Deontology Explained: The 2nd Debate Philosophy



Deontology is, alongside Utilitarianism, one of the most common philosophical frameworks in debate.


If you recall, utilitarianism is the idea that we should strive for the most good, for the most people— and ‘pure’ or classical utilitarianism doesn’t particularly care how we get there.

In other words, if we have the chance to kill baby Hitler, we certainly should: its seems quite obvious that the world would be a better place without Hitler (although time-travel movies should make us think twice!).

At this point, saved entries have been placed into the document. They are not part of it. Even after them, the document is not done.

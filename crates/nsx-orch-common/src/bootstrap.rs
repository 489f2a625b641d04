//! Store bulk load at startup.
//!
//! Every store is rebuilt from a full remote listing before any service
//! uses it. [`initialize_stores`] runs the loaders concurrently and returns
//! once all stores are populated, or with the first failure.

use std::marker::PhantomData;
use std::sync::Arc;

use async_trait::async_trait;
use tokio::task::JoinSet;
use tracing::{error, info};

use crate::client::ResourceLister;
use crate::error::{NsxError, NsxResult};
use crate::store::{Indexed, ResourceStore};

/// Loads one store from its remote listing.
#[async_trait]
pub trait StoreLoader: Send + Sync {
    /// Name used in logs.
    fn name(&self) -> &str;

    /// Populates the store and returns the number of records applied.
    async fn load(&self) -> NsxResult<usize>;
}

/// [`StoreLoader`] that pages through a [`ResourceLister`].
pub struct ListerLoader<T, L: ?Sized> {
    store: Arc<ResourceStore<T>>,
    lister: Arc<L>,
    _marker: PhantomData<fn() -> T>,
}

impl<T, L: ?Sized> ListerLoader<T, L> {
    pub fn new(store: Arc<ResourceStore<T>>, lister: Arc<L>) -> Self {
        Self {
            store,
            lister,
            _marker: PhantomData,
        }
    }
}

#[async_trait]
impl<T, L> StoreLoader for ListerLoader<T, L>
where
    T: Indexed,
    L: ResourceLister<T> + ?Sized + 'static,
{
    fn name(&self) -> &str {
        T::KIND
    }

    async fn load(&self) -> NsxResult<usize> {
        let mut cursor = None;
        let mut count = 0;
        loop {
            let page = self.lister.list_page(cursor.take()).await?;
            for record in page.results {
                self.store.apply(record)?;
                count += 1;
            }
            match page.cursor {
                Some(next) if !next.is_empty() => cursor = Some(next),
                _ => break,
            }
        }
        Ok(count)
    }
}

/// Loads every store concurrently.
///
/// Returns the total number of records loaded. The first failure aborts
/// the remaining loaders.
pub async fn initialize_stores(loaders: Vec<Arc<dyn StoreLoader>>) -> NsxResult<usize> {
    let mut tasks = JoinSet::new();
    for loader in loaders {
        tasks.spawn(async move {
            let result = loader.load().await;
            (loader.name().to_string(), result)
        });
    }

    let mut total = 0;
    while let Some(joined) = tasks.join_next().await {
        let (name, result) =
            joined.map_err(|e| NsxError::Internal(format!("store loader task failed: {e}")))?;
        match result {
            Ok(count) => {
                info!(store = %name, count, "initialized store");
                total += count;
            }
            Err(e) => {
                error!(store = %name, error = %e, "failed to initialize store");
                tasks.abort_all();
                return Err(e);
            }
        }
    }
    Ok(total)
}

#[cfg(test)]
mod tests {
    use super::*;
    use crate::client::{ClientError, ClientResult, ListPage};
    use pretty_assertions::assert_eq;

    #[derive(Debug, Clone)]
    struct Item {
        id: String,
    }

    impl Indexed for Item {
        const KIND: &'static str = "item";

        fn primary_key(&self) -> Option<&str> {
            Some(&self.id)
        }

        fn index_keys(&self, _index: &str) -> Vec<String> {
            Vec::new()
        }

        fn is_tombstone(&self) -> bool {
            false
        }
    }

    struct PagedLister {
        pages: Vec<Vec<&'static str>>,
    }

    #[async_trait]
    impl ResourceLister<Item> for PagedLister {
        async fn list_page(&self, cursor: Option<String>) -> ClientResult<ListPage<Item>> {
            let index: usize = cursor.as_deref().unwrap_or("0").parse().unwrap();
            let results = self.pages[index]
                .iter()
                .map(|id| Item { id: id.to_string() })
                .collect();
            let next = index + 1;
            Ok(ListPage {
                results,
                cursor: (next < self.pages.len()).then(|| next.to_string()),
            })
        }
    }

    struct FailingLister;

    #[async_trait]
    impl ResourceLister<Item> for FailingLister {
        async fn list_page(&self, _cursor: Option<String>) -> ClientResult<ListPage<Item>> {
            Err(ClientError::api(500, "listing failed"))
        }
    }

    #[tokio::test]
    async fn test_loads_all_pages() {
        let store = Arc::new(ResourceStore::<Item>::new(&[]));
        let lister = Arc::new(PagedLister {
            pages: vec![vec!["a", "b"], vec!["c"], vec![]],
        });
        let loader = ListerLoader::new(store.clone(), lister);

        assert_eq!(loader.load().await.unwrap(), 3);
        assert_eq!(store.len(), 3);
        assert_eq!(loader.name(), "item");
    }

    #[tokio::test]
    async fn test_initialize_multiple_stores() {
        let first = Arc::new(ResourceStore::<Item>::new(&[]));
        let second = Arc::new(ResourceStore::<Item>::new(&[]));
        let loaders: Vec<Arc<dyn StoreLoader>> = vec![
            Arc::new(ListerLoader::new(
                first.clone(),
                Arc::new(PagedLister { pages: vec![vec!["a"]] }),
            )),
            Arc::new(ListerLoader::new(
                second.clone(),
                Arc::new(PagedLister { pages: vec![vec!["b", "c"]] }),
            )),
        ];

        assert_eq!(initialize_stores(loaders).await.unwrap(), 3);
        assert_eq!(first.len(), 1);
        assert_eq!(second.len(), 2);
    }

    #[tokio::test]
    async fn test_initialize_reports_failure() {
        let store = Arc::new(ResourceStore::<Item>::new(&[]));
        let loaders: Vec<Arc<dyn StoreLoader>> =
            vec![Arc::new(ListerLoader::new(store, Arc::new(FailingLister)))];

        let err = initialize_stores(loaders).await.unwrap_err();
        assert!(matches!(err, NsxError::Client(ClientError::Api { code: 500, .. })));
    }
}
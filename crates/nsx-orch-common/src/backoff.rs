//! Backoff parameters and the named per-kind retry policies.

use std::time::Duration;

use rand::Rng;
use serde::{Deserialize, Serialize};

/// Exponential backoff parameters.
///
/// A `Backoff` value is consumed by one poll sequence: callers copy a named
/// policy, then [`next_delay`](Self::next_delay) advances the copy.
#[derive(Debug, Clone, Copy, PartialEq, Serialize, Deserialize)]
pub struct Backoff {
    /// Initial delay between attempts.
    #[serde(rename = "duration_ms", with = "duration_ms")]
    pub duration: Duration,
    /// Multiplier applied after every delay. `0.0` and `1.0` keep it constant.
    pub factor: f64,
    /// Fraction of the delay added at random: `d + rand(0, jitter * d)`.
    pub jitter: f64,
    /// Maximum number of attempts.
    pub steps: u32,
}

impl Backoff {
    /// Subnet and subnet-port realization.
    pub const SUBNET: Backoff = Backoff {
        duration: Duration::from_secs(1),
        factor: 2.0,
        jitter: 0.0,
        steps: 6,
    };

    /// Any NSX operation without a dedicated policy.
    pub const DEFAULT: Backoff = Backoff {
        duration: Duration::from_millis(500),
        factor: 1.0,
        jitter: 0.1,
        steps: 10,
    };

    /// Load-balancer virtual servers. Provisioning an LB is slow, so this
    /// allows far more attempts than the generic policies.
    pub const LB_VIRTUAL_SERVER: Backoff = Backoff {
        duration: Duration::from_millis(500),
        factor: 1.0,
        jitter: 0.1,
        steps: 60,
    };

    pub fn new(duration: Duration, factor: f64, jitter: f64, steps: u32) -> Self {
        Self {
            duration,
            factor,
            jitter,
            steps,
        }
    }

    /// Returns the next delay and grows the base duration by `factor`.
    ///
    /// Saturates at `Duration::MAX` instead of overflowing. Non-finite or
    /// negative `factor` and `jitter` values are ignored.
    pub fn next_delay(&mut self) -> Duration {
        let delay = if self.jitter.is_finite() && self.jitter > 0.0 {
            let extra = rand::thread_rng().gen_range(0.0..=self.jitter);
            scale(self.duration, 1.0 + extra)
        } else {
            self.duration
        };
        if self.factor > 0.0 && self.factor != 1.0 {
            self.duration = scale(self.duration, self.factor);
        }
        delay
    }

    /// Upper bound on the total time a sequence can spend sleeping.
    pub fn max_total_delay(&self) -> Duration {
        let mut backoff = *self;
        backoff.jitter = 0.0;
        let sleeps = self.steps.saturating_sub(1);
        let total = (0..sleeps).fold(Duration::ZERO, |total, _| {
            total.saturating_add(backoff.next_delay())
        });
        if self.jitter.is_finite() && self.jitter > 0.0 {
            scale(total, 1.0 + self.jitter)
        } else {
            total
        }
    }
}

/// `d * factor`, saturating at `Duration::MAX`.
fn scale(d: Duration, factor: f64) -> Duration {
    Duration::try_from_secs_f64(d.as_secs_f64() * factor).unwrap_or(Duration::MAX)
}

impl Default for Backoff {
    fn default() -> Self {
        Self::DEFAULT
    }
}

/// Resource kinds with their own retry policy.
#[derive(Debug, Clone, Copy, PartialEq, Eq, Hash)]
pub enum ResourceKind {
    Subnet,
    SubnetPort,
    Default,
    LbVirtualServer,
}

/// The set of retry policies in effect, one per [`ResourceKind`].
#[derive(Debug, Clone, Copy, PartialEq, Serialize, Deserialize)]
#[serde(default)]
pub struct RetryPolicies {
    pub subnet: Backoff,
    pub default: Backoff,
    pub lb_virtual_server: Backoff,
}

impl Default for RetryPolicies {
    fn default() -> Self {
        Self {
            subnet: Backoff::SUBNET,
            default: Backoff::DEFAULT,
            lb_virtual_server: Backoff::LB_VIRTUAL_SERVER,
        }
    }
}

impl RetryPolicies {
    pub fn for_kind(&self, kind: ResourceKind) -> Backoff {
        match kind {
            ResourceKind::Subnet | ResourceKind::SubnetPort => self.subnet,
            ResourceKind::Default => self.default,
            ResourceKind::LbVirtualServer => self.lb_virtual_server,
        }
    }
}

mod duration_ms {
    use serde::{Deserialize, Deserializer, Serializer};
    use std::time::Duration;

    pub fn serialize<S: Serializer>(d: &Duration, s: S) -> Result<S::Ok, S::Error> {
        s.serialize_u64(d.as_millis() as u64)
    }

    pub fn deserialize<'de, D: Deserializer<'de>>(d: D) -> Result<Duration, D::Error> {
        u64::deserialize(d).map(Duration::from_millis)
    }
}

Deontology says, in essence, that there are some things that are just good— and others that are just bad. Our moral code shouldn’t come from our personal judgements about how our actions improve the world— after all, if we all used personal judgements to justify things like baby-murder then our world would clearly be chaos.

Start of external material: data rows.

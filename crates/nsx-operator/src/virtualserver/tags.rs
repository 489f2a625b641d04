//! Tags written on layer-4 virtual servers.

use nsx_types::{scope, Tag};

use super::types::{ServiceRef, LBVS_TYPE_LAYER4};

/// Operator version recorded in the version tag.
pub const TAG_VALUE_VERSION: &str = "1.0.0";
/// `created_for` value of virtual servers backing a Service of type LoadBalancer.
pub const CREATED_FOR_SLB: &str = "SLB";
/// `created_for` value when the Service is managed through the LB CRD.
pub const CREATED_FOR_CRD_SLB: &str = "CRD_SLB";
/// Service annotation marking a Service as managed through the LB CRD.
pub const ANNOTATION_CRD_LB: &str = "nsx.vmware.com/load-balancer-crd";

/// Builds the tags of a layer-4 virtual server for `service`.
pub fn build_l4_tags(cluster: &str, service: &ServiceRef, ext_pool_id: Option<&str>) -> Vec<Tag> {
    let created_for = if service.annotations.contains_key(ANNOTATION_CRD_LB) {
        CREATED_FOR_CRD_SLB
    } else {
        CREATED_FOR_SLB
    };

    let mut tags = vec![
        Tag::new(scope::CLUSTER, cluster),
        Tag::new(scope::VERSION, TAG_VALUE_VERSION),
        Tag::new(scope::NAMESPACE, &service.namespace),
        Tag::new(scope::SERVICE_NAME, &service.name),
        Tag::new(scope::SERVICE_UID, &service.uid),
        Tag::new(scope::LBVS_TYPE, LBVS_TYPE_LAYER4),
        Tag::new(scope::CREATED_FOR, created_for),
    ];
    if let Some(pool) = ext_pool_id.filter(|p| !p.is_empty()) {
        tags.push(Tag::new(scope::IP_POOL_ID, pool));
    }
    tags
}
use std::collections::HashSet;
use std::sync::Arc;

use nsx_orch_common::{Backoff, NsxError, NsxResult, RealizeStateService};
use tracing::{debug, info, instrument};

use crate::audit::{AuditCategory, AuditRecord};
use crate::audit_log;
use crate::client::SubnetPortClient;

use super::store::{index, SubnetPortStore};
use super::types::{build_subnet_port_id, pod_key, subnet_port_path, SubnetPort};

const SOURCE: &str = "SubnetPortService";

/// Creates, deletes and looks up VPC subnet ports of Pods.
pub struct SubnetPortService {
    client: Arc<dyn SubnetPortClient>,
    realizer: RealizeStateService,
    backoff: Backoff,
    store: Arc<SubnetPortStore>,
}

impl SubnetPortService {
    pub fn new(
        client: Arc<dyn SubnetPortClient>,
        realizer: RealizeStateService,
        backoff: Backoff,
        store: Arc<SubnetPortStore>,
    ) -> Self {
        Self {
            client,
            realizer,
            backoff,
            store,
        }
    }

    pub fn store(&self) -> &Arc<SubnetPortStore> {
        &self.store
    }

    /// Submits `port` under `subnet_path`, waits for realization and caches
    /// the confirmed object.
    #[instrument(skip(self, port), fields(id = port.id.as_deref().unwrap_or("")))]
    pub async fn create_or_update(&self, port: &SubnetPort, subnet_path: &str) -> NsxResult<SubnetPort> {
        let id = port
            .id
            .as_deref()
            .ok_or_else(|| NsxError::missing_id(SubnetPort::RESOURCE_TYPE))?;
        let category = if self.store.get_by_key(id).is_some() {
            AuditCategory::ResourceModify
        } else {
            AuditCategory::ResourceCreate
        };

        let result = self.realize(subnet_path, id, port).await;
        audit_log!(AuditRecord::new(category, SOURCE, "create_or_update")
            .with_result(&result)
            .with_object_id(id)
            .with_object_type(SubnetPort::RESOURCE_TYPE)
            .with_details(serde_json::json!({ "subnet_path": subnet_path })));
        let mut confirmed = result?;

        if confirmed.parent_path.is_none() {
            confirmed.parent_path = Some(subnet_path.to_string());
        }
        self.store.apply(confirmed.clone())?;
        info!(subnet_path, "subnet port realized");
        Ok(confirmed)
    }

    async fn realize(&self, subnet_path: &str, id: &str, port: &SubnetPort) -> NsxResult<SubnetPort> {
        self.client.patch(subnet_path, id, port).await?;
        self.realizer
            .check_realize_state(&self.backoff, &subnet_port_path(subnet_path, id), &[])
            .await?;
        Ok(self.client.get(subnet_path, id).await?)
    }

    /// Deletes the cached port `id`. Unknown ids are skipped.
    pub async fn delete_by_id(&self, id: &str) -> NsxResult<()> {
        match self.store.get_by_key(id) {
            Some(port) => self.delete(&port).await,
            None => {
                debug!(id, "subnet port not in store, skipping delete");
                Ok(())
            }
        }
    }

    /// Deletes `port` on NSX and drops it from the store.
    #[instrument(skip(self, port), fields(id = port.id.as_deref().unwrap_or("")))]
    pub async fn delete(&self, port: &SubnetPort) -> NsxResult<()> {
        let id = port
            .id
            .as_deref()
            .ok_or_else(|| NsxError::missing_id(SubnetPort::RESOURCE_TYPE))?;
        let subnet_path = port
            .subnet_path()
            .ok_or_else(|| NsxError::missing_field(SubnetPort::RESOURCE_TYPE, "parent_path"))?;

        let result = match self.client.delete(subnet_path, id).await {
            Err(e) if e.is_not_found() => Ok(()),
            other => other,
        };
        audit_log!(AuditRecord::new(AuditCategory::ResourceDelete, SOURCE, "delete")
            .with_result(&result)
            .with_object_id(id)
            .with_object_type(SubnetPort::RESOURCE_TYPE));
        result?;

        self.store.delete_by_key(id);
        info!(subnet_path, "subnet port deleted");
        Ok(())
    }

    /// Ids of every cached port owned by a Pod.
    pub fn list_ids_for_pods(&self) -> HashSet<String> {
        self.store
            .list()
            .iter()
            .filter(|port| port.pod_uid().is_some())
            .filter_map(|port| port.id.clone())
            .collect()
    }

    pub fn list_by_pod_name(&self, namespace: &str, name: &str) -> Vec<Arc<SubnetPort>> {
        self.store
            .get_by_index(index::POD_NAMESPACED_NAME, &pod_key(namespace, name))
    }

    /// Deletes every port of the Pod `namespace/name`, stopping at the first
    /// failure.
    pub async fn delete_by_pod_name(&self, namespace: &str, name: &str) -> NsxResult<()> {
        for port in self.list_by_pod_name(namespace, name) {
            self.delete(&port).await?;
        }
        Ok(())
    }

    pub fn list_by_subnet(&self, subnet_path: &str) -> Vec<Arc<SubnetPort>> {
        self.store.get_by_index(index::SUBNET_PATH, subnet_path)
    }

    /// Subnet path of the cached port `id`.
    pub fn subnet_path_for_port(&self, id: &str) -> Option<String> {
        self.store
            .get_by_key(id)
            .and_then(|port| port.subnet_path().map(str::to_string))
    }

    pub fn build_subnet_port_id(&self, name: &str, uid: &str) -> String {
        build_subnet_port_id(name, uid)
    }
}
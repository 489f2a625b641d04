//! Realization-status records returned by the NSX realized-entities API.

use serde::{Deserialize, Serialize};
use std::fmt;

/// Error code NSX reports while a load-balancer provider is still being
/// provisioned. An ERROR entity carrying this code is not a real failure.
pub const PROVIDER_NOT_READY_ERROR_CODE: i64 = 500030;

/// Realization state of a single realized entity.
#[derive(Debug, Clone, Copy, Default, PartialEq, Eq, Hash, Serialize, Deserialize)]
#[serde(rename_all = "SCREAMING_SNAKE_CASE")]
pub enum RealizedState {
    Realized,
    Unrealized,
    Error,
    InProgress,
    Unavailable,
    /// Any state string this crate does not know about.
    #[default]
    #[serde(other)]
    Unknown,
}

impl RealizedState {
    /// Returns true if the entity is fully realized.
    pub fn is_realized(&self) -> bool {
        matches!(self, RealizedState::Realized)
    }

    /// Returns true if the entity reported an error.
    pub fn is_error(&self) -> bool {
        matches!(self, RealizedState::Error)
    }
}

impl fmt::Display for RealizedState {
    fn fmt(&self, f: &mut fmt::Formatter<'_>) -> fmt::Result {
        let s = match self {
            RealizedState::Realized => "REALIZED",
            RealizedState::Unrealized => "UNREALIZED",
            RealizedState::Error => "ERROR",
            RealizedState::InProgress => "IN_PROGRESS",
            RealizedState::Unavailable => "UNAVAILABLE",
            RealizedState::Unknown => "UNKNOWN",
        };
        f.write_str(s)
    }
}

/// Structured API error attached to an alarm.
#[derive(Debug, Clone, Default, PartialEq, Eq, Serialize, Deserialize)]
pub struct ApiErrorDetails {
    #[serde(default, skip_serializing_if = "Option::is_none")]
    pub error_code: Option<i64>,
    #[serde(default, skip_serializing_if = "Option::is_none")]
    pub error_message: Option<String>,
}

/// An alarm raised against a realized entity.
#[derive(Debug, Clone, Default, PartialEq, Eq, Serialize, Deserialize)]
pub struct Alarm {
    #[serde(default, skip_serializing_if = "Option::is_none")]
    pub message: Option<String>,
    #[serde(default, skip_serializing_if = "Option::is_none")]
    pub error_details: Option<ApiErrorDetails>,
}

impl Alarm {
    /// Creates an alarm carrying only a message.
    pub fn with_message(message: impl Into<String>) -> Self {
        Self {
            message: Some(message.into()),
            error_details: None,
        }
    }

    /// Creates an alarm carrying a message and a structured error code.
    pub fn with_code(message: impl Into<String>, code: i64) -> Self {
        let message = message.into();
        Self {
            message: Some(message.clone()),
            error_details: Some(ApiErrorDetails {
                error_code: Some(code),
                error_message: Some(message),
            }),
        }
    }

    /// Returns the structured error code, if any.
    pub fn error_code(&self) -> Option<i64> {
        self.error_details.as_ref().and_then(|d| d.error_code)
    }

    /// Returns true if this alarm only reports a provider that is not ready yet.
    pub fn is_provider_not_ready(&self) -> bool {
        self.error_code() == Some(PROVIDER_NOT_READY_ERROR_CODE)
    }
}

/// One entity of a realization-status listing.
#[derive(Debug, Clone, Default, PartialEq, Eq, Serialize, Deserialize)]
pub struct RealizedResource {
    #[serde(default, skip_serializing_if = "Option::is_none")]
    pub id: Option<String>,
    #[serde(default, skip_serializing_if = "Option::is_none")]
    pub entity_type: Option<String>,
    #[serde(default)]
    pub state: RealizedState,
    #[serde(default, skip_serializing_if = "Vec::is_empty")]
    pub alarms: Vec<Alarm>,
}

impl RealizedResource {
    /// Creates an entity of the given type and state without an id.
    pub fn new(entity_type: impl Into<String>, state: RealizedState) -> Self {
        Self {
            id: None,
            entity_type: Some(entity_type.into()),
            state,
            alarms: Vec::new(),
        }
    }

    /// Sets the entity id.
    pub fn with_id(mut self, id: impl Into<String>) -> Self {
        self.id = Some(id.into());
        self
    }

    /// Appends an alarm.
    pub fn with_alarm(mut self, alarm: Alarm) -> Self {
        self.alarms.push(alarm);
        self
    }

    /// Returns the alarm messages that carry text, in order.
    pub fn alarm_messages(&self) -> impl Iterator<Item = &str> {
        self.alarms.iter().filter_map(|a| a.message.as_deref())
    }
}

/// Response of the realized-entities list call for one intent path.
#[derive(Debug, Clone, Default, PartialEq, Eq, Serialize, Deserialize)]
pub struct RealizedResourceList {
    #[serde(default)]
    pub results: Vec<RealizedResource>,
}

impl RealizedResourceList {
    pub fn new(results: Vec<RealizedResource>) -> Self {
        Self { results }
    }
}

/// `(id, entity type)` pair selecting which realized entities matter.
#[derive(Debug, Clone, PartialEq, Eq, Hash, Serialize, Deserialize)]
pub struct ExpectedEntity {
    pub id: String,
    pub entity_type: String,
}

impl ExpectedEntity {
    pub fn new(id: impl Into<String>, entity_type: impl Into<String>) -> Self {
        Self {
            id: id.into(),
            entity_type: entity_type.into(),
        }
    }

    /// Returns true if `resource` has exactly this id and entity type.
    pub fn matches(&self, resource: &RealizedResource) -> bool {
        resource.id.as_deref() == Some(self.id.as_str())
            && resource.entity_type.as_deref() == Some(self.entity_type.as_str())
    }
}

So, according to deontology: don’t kill babies. Even if you think they might be evil babies.


Respect of human dignity, and human life in particular, is therefore a ‘line in the sand’ for deontologists. Humans shouldn’t objectified or used as resources, despite the apparent good you hope to do in the world.

How could this philosophy be applied to debate? In debate we often have to weigh policy not according to if it’s good or bad, but according to the weighing of its positive and negative effects. Because, of course, every policy has a ‘good’ and a ‘bad’ side, tradeoffs that are simply part of life. Often, social programs come with high price tags. And humanitarian interventions come with a decrease in sovereignty or even a high death toll.

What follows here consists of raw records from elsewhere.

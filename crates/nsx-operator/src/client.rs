//! Typed NSX API clients the resource services are built on.
//!
//! The transport lives outside this crate. Implementations wrap the NSX
//! policy API; tests use in-memory fakes.

use std::sync::Arc;

use async_trait::async_trait;
use nsx_orch_common::{ClientResult, RealizedEntitiesClient, ResourceLister};

use crate::subnetport::SubnetPort;
use crate::virtualserver::{Group, LbVirtualServer};

/// `/infra/lb-virtual-servers`.
#[async_trait]
pub trait VirtualServerClient: ResourceLister<LbVirtualServer> {
    async fn patch(&self, id: &str, vs: &LbVirtualServer) -> ClientResult<()>;
    async fn get(&self, id: &str) -> ClientResult<LbVirtualServer>;
    async fn delete(&self, id: &str) -> ClientResult<()>;
}

/// `/infra/domains/<domain>/groups`.
#[async_trait]
pub trait GroupClient: Send + Sync {
    async fn get(&self, domain_id: &str, group_id: &str) -> ClientResult<Group>;
    async fn patch(&self, domain_id: &str, group_id: &str, group: &Group) -> ClientResult<()>;
}

/// VPC subnet ports, addressed by the parent subnet path.
#[async_trait]
pub trait SubnetPortClient: ResourceLister<SubnetPort> {
    async fn patch(&self, subnet_path: &str, id: &str, port: &SubnetPort) -> ClientResult<()>;
    async fn get(&self, subnet_path: &str, id: &str) -> ClientResult<SubnetPort>;
    async fn delete(&self, subnet_path: &str, id: &str) -> ClientResult<()>;
}

/// A Pod as seen by the garbage collector.
#[derive(Debug, Clone, PartialEq, Eq)]
pub struct PodMeta {
    pub namespace: String,
    pub name: String,
    pub uid: String,
}

impl PodMeta {
    pub fn new(namespace: impl Into<String>, name: impl Into<String>, uid: impl Into<String>) -> Self {
        Self {
            namespace: namespace.into(),
            name: name.into(),
            uid: uid.into(),
        }
    }
}

/// Lists the Pods that currently exist in the cluster.
#[async_trait]
pub trait PodLister: Send + Sync {
    async fn list_pods(&self) -> ClientResult<Vec<PodMeta>>;
}

/// Every remote collaborator of the services.
#[derive(Clone)]
pub struct NsxClients {
    pub realized_entities: Arc<dyn RealizedEntitiesClient>,
    pub virtual_servers: Arc<dyn VirtualServerClient>,
    pub groups: Arc<dyn GroupClient>,
    pub subnet_ports: Arc<dyn SubnetPortClient>,
    pub pods: Arc<dyn PodLister>,
}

So, if your opponent proposes a policy that, while seemingly reprehensible, will have even more upside than downside, you can invoke deontology to explain to the judge that, no— some things are just wrong, especially given our inability to truly know the long-term repercussions of our actions.

Of course, moral philosophers have built entire careers out of exploring the thought experiments and edge cases around both of these philosophies, so these few paragraphs are a gross over-simplification. For further information on deontology, please consult the ol' Googz.